The Court says that the competing rules, though outcome-determinative, have little or no relevance to the choice of a forum.  You wouldn’t decide to file in state versus federal court based solely on the choice between these two laws.  The difference between the two laws also doesn’t raise any equal protection problems.

 

The Court further argues that Erie has never been used to kill a Federal Rule.  The Federal Rules of Civil Procedure have not been held to be invalid, only not as broad as alleged and thus trumped in a particular case by a state rule.

 

The Court says that the tests of Erie and of the Rules Enabling Act are not identical.  The nature of the Rules Enabling Act is that it kills rules that go too far given the constitutional and Congressional mandate.  Nobody is allowed to write unconstitutional rules.  But Erie dealt with a difference in law that was clearly substantive, and didn’t kill the Federal Rules of Civil Procedure.

 

The Court claims that Erie wasn’t meant to curtail the power of Congress to say how things should run at a procedural level in the federal courts.

 

Justice Harlan, in a concurring opinion, proposes an alternative rule: the state rule should prevail if “the choice of rule would substantially affect those primary decisions respecting human conduct which our constitutional system leaves to state regulation.”  I don’t know what the heck that means.

 

Harlan objects to the rule made by the majority in that he feels that anything that can reasonably be called “procedural” and put into the Federal Rules of Civil Procedure will be allowed to control, no matter how much it screws up rights granted by the states.  Harlan finds that this makes the Federal Rules of Civil Procedure too absolute.

 

Harlan says that in the present case, the Federal Rules of Civil Procedure should rule because the effect of using them instead of the Massachusetts rule “would not be substantial”.  Harlan basically says: no harm, no foul, so we’ll use the Federal Rule.

 

Conclusion: The decision of the Circuit Court of Appeals was reversed.  The FRCP live on!

 

Notes and Problems

 

1.     The federal court could disregard the state rule because the Constitution grants power over the federal courts to the federal government and Congress grants control of the rules to the courts as well.

2.     I was wondering whether an alternative move here would have been to find the Rules Enabling Act unconstitutional.  What would happen if the Rules Enabling Act were repealed by Congress?

3.     We only apply Hanna when a federal court would behave differently from a state court in the absence of a competing state rule.

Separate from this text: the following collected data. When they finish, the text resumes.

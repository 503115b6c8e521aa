//! # Day-Scoped Sequence Repository
//!
//! Issues the externally visible business numbers: `POS-YYYYMMDD-NNNN` sale
//! numbers, `REF-` refund numbers and `RCP-` receipt numbers.
//!
//! ## Why a sequence table?
//! ```text
//! ┌─────────────────────────────────────────────────────────────────────────┐
//! │  Reading the last issued number and incrementing it is a TOCTOU race:  │
//! │                                                                         │
//! │   T1: SELECT max → POS-20260827-0007                                   │
//! │   T2: SELECT max → POS-20260827-0007                                   │
//! │   T1: INSERT POS-20260827-0008                                         │
//! │   T2: INSERT POS-20260827-0008   ← duplicate!                          │
//! │                                                                         │
//! │  Instead, a single UPSERT on (scope, day) increments and returns the   │
//! │  counter atomically. SQLite's write lock serializes concurrent sales,  │
//! │  and the numbers stay dense and monotonic within each day.             │
//! └─────────────────────────────────────────────────────────────────────────┘
//! ```
//!
//! Issued numbers appear on printed receipts and as accounting references,
//! so they must never change once a transaction commits. `issue` therefore
//! only ever runs inside the caller's transaction: a rolled-back sale
//! releases its number (the counter rolls back with it).

use chrono::NaiveDate;
use sqlx::{SqliteConnection, SqlitePool};

use crate::error::DbResult;

/// Repository for the `daily_sequences` table.
#[derive(Debug, Clone)]
pub struct SequenceRepository {
    pool: SqlitePool,
}

impl SequenceRepository {
    pub fn new(pool: SqlitePool) -> Self {
        SequenceRepository { pool }
    }

    /// Atomically issues the next number for `scope` on `day`, formatted as
    /// `{scope}-{YYYYMMDD}-{NNNN}`. Must run inside the caller's transaction
    /// so the number is released if the transaction rolls back.
    pub async fn issue(
        &self,
        conn: &mut SqliteConnection,
        scope: &str,
        day: NaiveDate,
    ) -> DbResult<String> {
        let day_key = day.format("%Y%m%d").to_string();

        let value: i64 = sqlx::query_scalar(
            r#"
            INSERT INTO daily_sequences (scope, day, last_value)
            VALUES (?1, ?2, 1)
            ON CONFLICT (scope, day)
            DO UPDATE SET last_value = last_value + 1
            RETURNING last_value
            "#,
        )
        .bind(scope)
        .bind(&day_key)
        .fetch_one(&mut *conn)
        .await?;

        Ok(format!("{}-{}-{:04}", scope, day_key, value))
    }

    /// Current counter value for diagnostics; 0 when nothing issued yet.
    pub async fn current(&self, scope: &str, day: NaiveDate) -> DbResult<i64> {
        let day_key = day.format("%Y%m%d").to_string();

        let value: Option<i64> = sqlx::query_scalar(
            "SELECT last_value FROM daily_sequences WHERE scope = ?1 AND day = ?2",
        )
        .bind(scope)
        .bind(&day_key)
        .fetch_optional(&self.pool)
        .await?;

        Ok(value.unwrap_or(0))
    }
}

// =============================================================================
// Unit Tests
// =============================================================================

#[cfg(test)]
mod tests {
    use super::*;
    use crate::pool::{Database, DbConfig};

    #[tokio::test]
    async fn test_issue_is_dense_and_day_scoped() {
        let db = Database::new(DbConfig::in_memory()).await.unwrap();
        let repo = db.sequences();

        let day = NaiveDate::from_ymd_opt(2026, 8, 27).unwrap();

        let mut tx = db.pool().begin().await.unwrap();
        let first = repo.issue(&mut tx, "POS", day).await.unwrap();
        let second = repo.issue(&mut tx, "POS", day).await.unwrap();
        tx.commit().await.unwrap();

        assert_eq!(first, "POS-20260827-0001");
        assert_eq!(second, "POS-20260827-0002");

        // Separate scope, separate counter
        let mut tx = db.pool().begin().await.unwrap();
        let refund = repo.issue(&mut tx, "REF", day).await.unwrap();
        tx.commit().await.unwrap();
        assert_eq!(refund, "REF-20260827-0001");

        // Next day starts over
        let next_day = NaiveDate::from_ymd_opt(2026, 8, 28).unwrap();
        let mut tx = db.pool().begin().await.unwrap();
        let rolled = repo.issue(&mut tx, "POS", next_day).await.unwrap();
        tx.commit().await.unwrap();
        assert_eq!(rolled, "POS-20260828-0001");
    }

    #[tokio::test]
    async fn test_rollback_releases_number() {
        let db = Database::new(DbConfig::in_memory()).await.unwrap();
        let repo = db.sequences();
        let day = NaiveDate::from_ymd_opt(2026, 8, 27).unwrap();

        let mut tx = db.pool().begin().await.unwrap();
        let issued = repo.issue(&mut tx, "POS", day).await.unwrap();
        assert_eq!(issued, "POS-20260827-0001");
        tx.rollback().await.unwrap();

        // The counter rolled back with the transaction
        assert_eq!(repo.current("POS", day).await.unwrap(), 0);
    }
}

a.      If the federal practice is dictated by the Federal Rules of Civil Procedure or another federal statute, that practice rules as long as the rule or statute is constitutional.  It appears that there was precedent for finding the REA constitutional.  Therefore, when you’re considering whether a federal court should apply a rule, you must ask two things: (1) Is the rule okay under the REA in that it is a rule of “practice and procedure”?  (2) Is the rule constitutional in and of itself?  No Rule has ever been held unconstitutional or in violation of the REA.

b.     The difference between federal and state practice is that the state practice would stop the suit in its tracks, while the federal practice would let it continue.  The federal practice is followed because it is procedural and thus in the realm of the REA, and it is also constitutional on its face.